● **Working data**:
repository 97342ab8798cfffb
//! Health check endpoint.
//!
//! Returns 200 OK if PostgreSQL is reachable, 503 Service Unavailable
//! otherwise.

use axum::extract::State;
use axum::http::StatusCode;
use axum::routing::get;
use axum::{Json, Router};
use serde::Serialize;

use crate::state::AppState;

/// Health check response.
#[derive(Serialize)]
struct HealthResponse {
    status: &'static str,
    postgres: bool,
}

/// Health check handler.
async fn health_check(State(state): State<AppState>) -> (StatusCode, Json<HealthResponse>) {
    let postgres = state.postgres_healthy().await;

    let (status_code, status) = if postgres {
        (StatusCode::OK, "healthy")
    } else {
        (StatusCode::SERVICE_UNAVAILABLE, "unhealthy")
    };

    (status_code, Json(HealthResponse { status, postgres }))
}

/// Create the health check router.
pub fn router() -> Router<AppState> {
    Router::new().route("/health", get(health_check))
}
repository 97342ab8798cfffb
//! Custom CSS plugin for Vetrina.
//!
//! Administrators pick which content types take per-item CSS. Editors of
//! those types get a "Custom CSS" panel on the editing surface, the value is
//! stored as the `_custom_css` item attribute on save, and it is written
//! into the `<head>` of the item's public page.

pub mod settings;

use vetrina_sdk::prelude::*;

pub use settings::CssSettings;

pub const PLUGIN_NAME: &str = "custom_css";

pub const SETTINGS_GROUP: &str = "custom_css_for_selective_content_group";
pub const POST_TYPES_OPTION: &str = "custom_css_for_selective_content_post_types";
/// Submitted as `post_types[]`.
pub const POST_TYPES_FIELD: &str = "post_types";

pub const ADMIN_PATH: &str = "/admin/config/custom-css";
pub const ADMIN_PERMISSION: &str = "administer site";

pub const META_KEY: &str = "_custom_css";
pub const CSS_FIELD: &str = "custom_css";
pub const NONCE_FIELD: &str = "custom_css_for_selective_content_nonce";
pub const NONCE_ACTION: &str = "custom_css_for_selective_content_nonce";
pub const PANEL_ID: &str = "custom_css_for_selective_content";

/// Runs after other head content.
pub const PAGE_HEAD_WEIGHT: i32 = 999;

const ACCESS_DENIED: &str = "You do not have sufficient permissions to access this page.";

/// The plugin.
#[derive(Debug, Default, Clone, Copy)]
pub struct CustomCss;

impl CustomCss {
    fn skip(host: &dyn Host, reason: &str) -> HostResult<()> {
        host.log(
            LogLevel::Debug,
            PLUGIN_NAME,
            &format!("custom CSS not saved: {reason}"),
        );
        Ok(())
    }
}

#[async_trait]
impl Plugin for CustomCss {
    fn name(&self) -> &str {
        PLUGIN_NAME
    }

    fn taps(&self) -> Vec<TapRegistration> {
        vec![
            TapRegistration::new(taps::MENU),
            TapRegistration::new(taps::SETTINGS_INFO),
            TapRegistration::new(taps::SETTINGS_FORM),
            TapRegistration::new(taps::ITEM_EDIT_PANELS),
            TapRegistration::new(taps::ITEM_SAVE),
            TapRegistration::new(taps::PAGE_HEAD).weight(PAGE_HEAD_WEIGHT),
        ]
    }

    fn tap_menu(&self) -> Vec<MenuDefinition> {
        vec![
            MenuDefinition::new(ADMIN_PATH, "Custom CSS")
                .page_title("Custom CSS for Selective Content")
                .callback(SETTINGS_GROUP)
                .permission(ADMIN_PERMISSION)
                .parent("/admin/config"),
        ]
    }

    fn tap_settings_info(&self) -> Vec<SettingDefinition> {
        vec![CssSettings::definition()]
    }

    async fn tap_settings_form(&self, host: &dyn Host, group: &str) -> HostResult<Option<Form>> {
        if group != SETTINGS_GROUP {
            return Ok(None);
        }
        if !host.current_user_has_permission(ADMIN_PERMISSION) {
            return Err(HostError::AccessDenied(ACCESS_DENIED.into()));
        }

        let settings = CssSettings::load(host).await?;
        let options = host
            .public_content_types()
            .await?
            .into_iter()
            .map(|t| (t.machine_name, t.label))
            .collect();
        let checked: Vec<_> = settings.post_types.iter().cloned().collect();

        let form = Form::new(SETTINGS_GROUP)
            .title("Custom CSS for Selective Content")
            .element(
                POST_TYPES_FIELD,
                FormElement::checkboxes(options)
                    .title("Enable Custom CSS for these content types")
                    .default_value(checked)
                    .weight(0),
            )
            .element("submit", FormElement::submit("Save Changes").weight(100));

        Ok(Some(form))
    }

    async fn tap_item_edit_panels(
        &self,
        host: &dyn Host,
        item: &Item,
    ) -> HostResult<Vec<EditPanel>> {
        let settings = CssSettings::load(host).await?;
        if !settings.is_enabled(&item.item_type) {
            return Ok(Vec::new());
        }

        let css = host
            .item_meta_get(item.id, META_KEY)
            .await?
            .unwrap_or_default();
        let token = host.issue_token(NONCE_ACTION).await?;

        let body = FormElement::fieldset()
            .child(
                CSS_FIELD,
                FormElement::textarea(10)
                    .default_value(css)
                    .attr("style", "width: 100%;"),
            )
            .child(NONCE_FIELD, FormElement::hidden(token));

        Ok(vec![
            EditPanel::new(PANEL_ID, "Custom CSS", body)
                .context(PanelContext::Normal)
                .priority(PanelPriority::High),
        ])
    }

    async fn tap_item_save(&self, host: &dyn Host, event: &SaveEvent) -> HostResult<()> {
        let Some(token) = event.get(NONCE_FIELD) else {
            return Self::skip(host, "no token submitted");
        };
        if !host.verify_token(NONCE_ACTION, token).await? {
            return Self::skip(host, "token verification failed");
        }
        if event.autosave {
            return Self::skip(host, "autosave");
        }
        if !host.current_user_can_edit(&event.item) {
            return Self::skip(host, "user may not edit this item");
        }
        let Some(css) = event.get(CSS_FIELD) else {
            return Self::skip(host, "no CSS field submitted");
        };

        let css = sanitize::sanitize_text_field(css);
        host.item_meta_set(event.item.id, META_KEY, &css).await
    }

    async fn tap_page_head(
        &self,
        host: &dyn Host,
        view: &PageView,
    ) -> HostResult<Vec<HeadElement>> {
        let Some(item) = view.item() else {
            return Ok(Vec::new());
        };

        match host.item_meta_get(item.id, META_KEY).await? {
            Some(css) if !css.is_empty() => Ok(vec![HeadElement::style(css)]),
            _ => Ok(Vec::new()),
        }
    }
}
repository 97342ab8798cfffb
//! Authentication routes (login, logout).

use axum::extract::State;
use axum::http::StatusCode;
use axum::response::{Html, IntoResponse, Redirect, Response};
use axum::routing::{get, post};
use axum::{Form, Router};
use serde::Deserialize;
use tower_sessions::Session;
use tracing::{info, warn};

use crate::form::csrf::{clear_csrf_tokens, generate_csrf_token, verify_csrf_token};
use crate::models::User;
use crate::session::SESSION_USER_ID;
use crate::state::AppState;

/// Token action of the login form.
const LOGIN_ACTION: &str = "user_login";

/// Typed login error for explicit status code mapping.
#[derive(Debug)]
enum LoginError {
    /// The form token was missing, stale, or already used (400).
    InvalidToken,
    /// Invalid credentials: wrong username or password (401).
    InvalidCredentials,
    /// Internal server error: database failure, etc. (500).
    Internal,
}

impl LoginError {
    fn status_code(&self) -> StatusCode {
        match self {
            LoginError::InvalidToken => StatusCode::BAD_REQUEST,
            LoginError::InvalidCredentials => StatusCode::UNAUTHORIZED,
            LoginError::Internal => StatusCode::INTERNAL_SERVER_ERROR,
        }
    }

    fn message(&self) -> &'static str {
        match self {
            LoginError::InvalidToken => "Invalid form token. Please try again.",
            LoginError::InvalidCredentials => "Invalid username or password",
            LoginError::Internal => "Internal server error",
        }
    }
}

/// Form-based login request.
#[derive(Debug, Deserialize)]
struct LoginFormRequest {
    username: String,
    password: String,
    #[serde(rename = "_token", default)]
    csrf_token: String,
}

/// Login form handler.
///
/// GET /user/login
async fn login_form(State(state): State<AppState>, session: Session) -> Response {
    render_login(&state, &session, StatusCode::OK, None).await
}

/// Form-based login handler.
///
/// POST /user/login
async fn login_form_submit(
    State(state): State<AppState>,
    session: Session,
    Form(form): Form<LoginFormRequest>,
) -> Response {
    match do_login(&state, &session, &form).await {
        Ok(()) => Redirect::to("/admin").into_response(),
        Err(e) => render_login(&state, &session, e.status_code(), Some(e.message())).await,
    }
}

/// Render the login form with a fresh token.
async fn render_login(
    state: &AppState,
    session: &Session,
    status: StatusCode,
    error: Option<&str>,
) -> Response {
    let csrf_token = match generate_csrf_token(session, LOGIN_ACTION).await {
        Ok(token) => token,
        Err(e) => {
            tracing::error!(error = %e, "failed to generate CSRF token");
            return (
                StatusCode::INTERNAL_SERVER_ERROR,
                Html("<h1>Error</h1><p>Failed to generate form token</p>"),
            )
                .into_response();
        }
    };

    let mut context = tera::Context::new();
    context.insert("csrf_token", &csrf_token);
    context.insert("error", &error);

    match state.theme().render("user/login.html", &context) {
        Ok(html) => (status, Html(html)).into_response(),
        Err(e) => {
            tracing::error!(error = %e, "failed to render login form");
            (StatusCode::INTERNAL_SERVER_ERROR, Html("<h1>Error</h1>")).into_response()
        }
    }
}

/// Perform login and return typed error on failure.
async fn do_login(
    state: &AppState,
    session: &Session,
    form: &LoginFormRequest,
) -> Result<(), LoginError> {
    match verify_csrf_token(session, LOGIN_ACTION, &form.csrf_token).await {
        Ok(true) => {}
        Ok(false) => return Err(LoginError::InvalidToken),
        Err(e) => {
            tracing::error!(error = %e, "failed to verify login token");
            return Err(LoginError::Internal);
        }
    }

    let user = match User::find_by_name(state.db(), &form.username).await {
        Ok(Some(user)) => user,
        Ok(None) => return Err(LoginError::InvalidCredentials),
        Err(e) => {
            tracing::error!(error = %e, "database error during login");
            return Err(LoginError::Internal);
        }
    };

    if !user.is_active() || !user.verify_password(&form.password) {
        info!(name = %form.username, "failed login attempt");
        return Err(LoginError::InvalidCredentials);
    }

    // New session id on privilege change
    session.cycle_id().await.map_err(|e| {
        tracing::error!(error = %e, "failed to cycle session id");
        LoginError::Internal
    })?;
    if let Err(e) = clear_csrf_tokens(session).await {
        warn!(error = %e, "failed to clear anonymous form tokens");
    }
    session
        .insert(SESSION_USER_ID, user.id)
        .await
        .map_err(|e| {
            tracing::error!(error = %e, "failed to insert user_id into session");
            LoginError::Internal
        })?;

    if let Err(e) = User::touch_login(state.db(), user.id).await {
        warn!(error = %e, user_id = %user.id, "failed to update login timestamp");
    }
    state.permissions().invalidate_user(user.id);

    info!(user_id = %user.id, name = %user.name, "user logged in");
    Ok(())
}

/// Logout handler.
///
/// POST /user/logout
async fn logout(session: Session) -> Response {
    let user_id: Option<uuid::Uuid> = session.get(SESSION_USER_ID).await.ok().flatten();

    if let Err(e) = session.delete().await {
        tracing::error!(error = %e, "failed to delete session");
        return (StatusCode::INTERNAL_SERVER_ERROR, Html("<h1>Error</h1>")).into_response();
    }

    if let Some(id) = user_id {
        info!(user_id = %id, "user logged out");
    }
    Redirect::to("/").into_response()
}

/// Create the auth router.
pub fn router() -> Router<AppState> {
    Router::new()
        .route("/user/login", get(login_form).post(login_form_submit))
        .route("/user/logout", post(logout))
}
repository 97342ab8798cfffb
//! Admin routes: the dashboard and plugin settings pages.
//!
//! Settings pages are declared by plugins through `tap_menu`; the form comes
//! from `tap_settings_form` and submissions are stored generically for the
//! fields the plugin declared in `tap_settings_info`.

use axum::extract::{Path, Query, State};
use axum::response::{Html, IntoResponse, Redirect, Response};
use axum::routing::get;
use axum::{Form, Router};
use serde::Deserialize;
use tower_sessions::Session;
use tracing::info;
use vetrina_sdk::host::Host;
use vetrina_sdk::types::MenuDefinition;

use crate::error::{AppError, AppResult};
use crate::menu::CONFIG_PARENT;
use crate::models::SiteConfig;
use crate::settings::values_from_submission;
use crate::state::AppState;
use crate::tap::RequestState;
use crate::theme::TOKEN_FIELD;

use super::helpers::{ACCESS_DENIED, render_page, require_login, submitted};

/// Create the admin router.
pub fn router() -> Router<AppState> {
    Router::new()
        .route("/admin", get(dashboard))
        .route(
            "/admin/config/{page}",
            get(settings_page).post(settings_submit),
        )
}

/// Token action guarding a settings group's form.
fn settings_action(group: &str) -> String {
    format!("settings:{group}")
}

/// Admin dashboard listing the configuration pages the user may open.
async fn dashboard(State(state): State<AppState>, session: Session) -> AppResult<Response> {
    if let Err(redirect) = require_login(&state, &session).await {
        return Ok(redirect);
    }
    let request = state.request_state(&session).await;

    let pages: Vec<&MenuDefinition> = state
        .menu_registry()
        .children_of(CONFIG_PARENT)
        .into_iter()
        .filter(|m| request.user.has_permission(&m.permission))
        .collect();

    let mut context = tera::Context::new();
    context.insert("pages", &pages);
    let content = state.theme().render("admin/dashboard.html", &context)?;

    Ok(render_page(&state, &request, "/admin", "Administration", "", &content)
        .await?
        .into_response())
}

#[derive(Debug, Deserialize)]
struct SettingsQuery {
    saved: Option<String>,
}

/// Resolve a settings page and check the user may open it.
fn settings_menu<'a>(
    state: &'a AppState,
    request: &RequestState,
    page: &str,
) -> AppResult<&'a MenuDefinition> {
    let menu = state
        .menu_registry()
        .config_page(page)
        .ok_or(AppError::NotFound)?;
    if !request.user.has_permission(&menu.permission) {
        return Err(AppError::Forbidden(ACCESS_DENIED.to_string()));
    }
    Ok(menu)
}

/// A plugin settings page.
async fn settings_page(
    State(state): State<AppState>,
    session: Session,
    Path(page): Path<String>,
    Query(query): Query<SettingsQuery>,
) -> AppResult<Html<String>> {
    let request = state.request_state(&session).await;
    let menu = settings_menu(&state, &request, &page)?;

    let mut form = state
        .tap_dispatcher()
        .settings_form(&request, &menu.callback)
        .await?
        .ok_or(AppError::NotFound)?;
    if form.action.is_empty() {
        form.action = menu.path.clone();
    }
    form.token = request.issue_token(&settings_action(&menu.callback)).await?;

    let mut context = tera::Context::new();
    context.insert("heading", menu.heading());
    context.insert("form", &state.theme().render_form(&form)?);
    context.insert("saved", &query.saved.is_some());
    let content = state.theme().render("admin/settings.html", &context)?;

    render_page(&state, &request, &menu.path, menu.heading(), "", &content).await
}

/// Store a settings submission for the group behind the page.
async fn settings_submit(
    State(state): State<AppState>,
    session: Session,
    Path(page): Path<String>,
    Form(pairs): Form<Vec<(String, String)>>,
) -> AppResult<Response> {
    let request = state.request_state(&session).await;
    let menu = settings_menu(&state, &request, &page)?;
    let group = menu.callback.as_str();

    let token = submitted(&pairs, TOKEN_FIELD).unwrap_or_default();
    if !request.verify_token(&settings_action(group), token).await? {
        return Err(AppError::BadRequest(
            "Invalid form token. Please try again.".to_string(),
        ));
    }

    let definitions = state.settings_registry().group(group);
    for (name, value) in values_from_submission(definitions, &pairs) {
        SiteConfig::set(state.db(), &name, value).await?;
    }
    info!(group = %group, fields = definitions.len(), "settings saved");

    Ok(Redirect::to(&format!("{}?saved=1", menu.path)).into_response())
}

#[cfg(test)]
mod tests {
    use super::*;

    #[test]
    fn settings_action_is_scoped_to_group() {
        assert_eq!(settings_action("custom_css"), "settings:custom_css");
        assert_ne!(settings_action("a"), settings_action("b"));
    }
}
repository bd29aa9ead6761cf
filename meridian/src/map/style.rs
use crate::color::Color;

/// Map-wide rendering style.
///
/// The style is opaque to the map view: it is handed to the [`Renderer`](crate::render::Renderer)
/// together with the layers. Changing the style of a [`Map`](crate::Map) triggers a redraw.
#[derive(Debug, Clone, PartialEq, Default)]
#[cfg_attr(feature = "serde", derive(serde::Serialize, serde::Deserialize))]
pub struct Style {
    name: Option<String>,
    background: Color,
}

impl Style {
    /// Creates a style with the given background color.
    pub fn new(background: Color) -> Self {
        Self {
            name: None,
            background,
        }
    }

    /// Sets the name of the style.
    pub fn with_name(mut self, name: impl Into<String>) -> Self {
        self.name = Some(name.into());
        self
    }

    /// Name of the style, if set.
    pub fn name(&self) -> Option<&str> {
        self.name.as_deref()
    }

    /// Color the bitmap is cleared with before layers are drawn.
    pub fn background(&self) -> Color {
        self.background
    }
}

● **Exercise**: Please return each line of the data above in which the word "reason" occurs.

● **Answer area**:
    fn skip(host: &dyn Host, reason: &str) -> HostResult<()> {
            &format!("custom CSS not saved: {reason}"),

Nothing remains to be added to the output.